Méthodes : Nous avons réalisé une analyse descriptive des données issues de rapports et d'enquêtes nationales sur l'état de santé des Algériens, ainsi que de celles obtenues des différents recensements de la population ou des statistiques hospitalières.

Résultats : Les quelques enquêtes qui ont été réalisées jusqu'à ce jour ont toutes mis en évidence l'accroissement de la prévalence des troubles mentaux et de la demande de soins en santé mentale. Cependant, la prise en charge des troubles mentaux et l'offre de soins restent insuffisantes et inégalement réparties au niveau des structures d'accueil, des ressources humaines et, surtout, de la législation.

Conclusion : La présente analyse a montré que malgré les efforts consentis en matière de structures, de ressources et de législation, la santé mentale en Algérie méritait d'être davantage prise en considération dans les politiques publiques de santé.

Mots-clés : santé mentale, trouble mental, psychiatrie, prise en charge, Algérie

Citation : Mohamed el Moncef Seridi ; Brahim Belaadi.
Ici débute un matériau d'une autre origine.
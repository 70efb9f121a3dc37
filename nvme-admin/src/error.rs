//! Errors returned by the admin command layer

use std::{io, time::Duration};

use thiserror::Error;

use crate::generic_command::{CommandStatusCode, CompletionStatus};

/// Result type used throughout this crate
pub type Result<T, E = AdminError> = core::result::Result<T, E>;

/// Error taxonomy of the admin command layer
///
/// Nothing in this crate retries on error, that is up to the caller.
#[derive(Debug, Error)]
pub enum AdminError {
    /// A command could not be encoded from the given parameters
    #[error("invalid {name}: {reason}")]
    InvalidParameter {
        /// name of the offending parameter
        name: &'static str,
        /// why the value was rejected
        reason: String,
    },

    /// The transport exited with a non-zero status and printed nothing that
    /// could be parsed as a completion
    #[error("`{command_line}` failed with exit code {exit_code:?}: {stderr}")]
    TransportFailure {
        /// the full command line handed to the transport
        command_line: String,
        /// process exit code, `None` if it was killed by a signal
        exit_code: Option<i32>,
        /// captured stderr
        stderr: String,
    },

    /// The transport did not finish within the timeout
    #[error("`{command_line}` timed out after {timeout:?}")]
    Timeout {
        /// the full command line handed to the transport
        command_line: String,
        /// the timeout that was exceeded
        timeout: Duration,
    },

    /// The payload was too short or contained no hex-dump lines
    #[error("malformed payload: {0}")]
    MalformedPayload(String),

    /// The controller completed the command with a non-success status
    #[error("command completed with error: {status}")]
    Status {
        /// the interpreted status code
        status: CommandStatusCode,
        /// the full completion
        completion: Box<CompletionStatus>,
    },

    /// Local I/O failed, e.g. spawning the transport process
    #[error("{context}")]
    Io {
        /// what was being done
        context: String,
        /// the underlying error
        #[source]
        source: io::Error,
    },
}

impl AdminError {
    pub(crate) fn invalid(name: &'static str, reason: impl Into<String>) -> Self {
        AdminError::InvalidParameter {
            name,
            reason: reason.into(),
        }
    }

    pub(crate) fn io(context: impl Into<String>, source: io::Error) -> Self {
        AdminError::Io {
            context: context.into(),
            source,
        }
    }
}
État des lieux des troubles mentaux et de leur prise en charge en Algérie. East Mediterr Health J. 2022;28(7):532–538 https://doi.org/10.26719/emhj.22.054
Reçu : 19/05/21 ; accepté : 09/05/22

© Organisation mondiale de la Santé (OMS) 2022. Accès libre. Certains droits réservés. Ce document est disponible sous la licence CC BY-NC-SA 3.0 IGO.  (https://creativecommons.org/licenses/by-nc-sa/3.0/igo)


Introduction

Les troubles mentaux n'ont jamais été considérés comme une priorité de santé publique dans les pays en développement confrontés à d'autres urgences sanitaires telles que les maladies épidémiques, la protection maternelle et infantile ou la malnutrition (1). Pourtant, leur prévalence et les conséquences économiques et sociales qu'ils entraînent ne sont plus sujets à controverse dans tous les pays du monde.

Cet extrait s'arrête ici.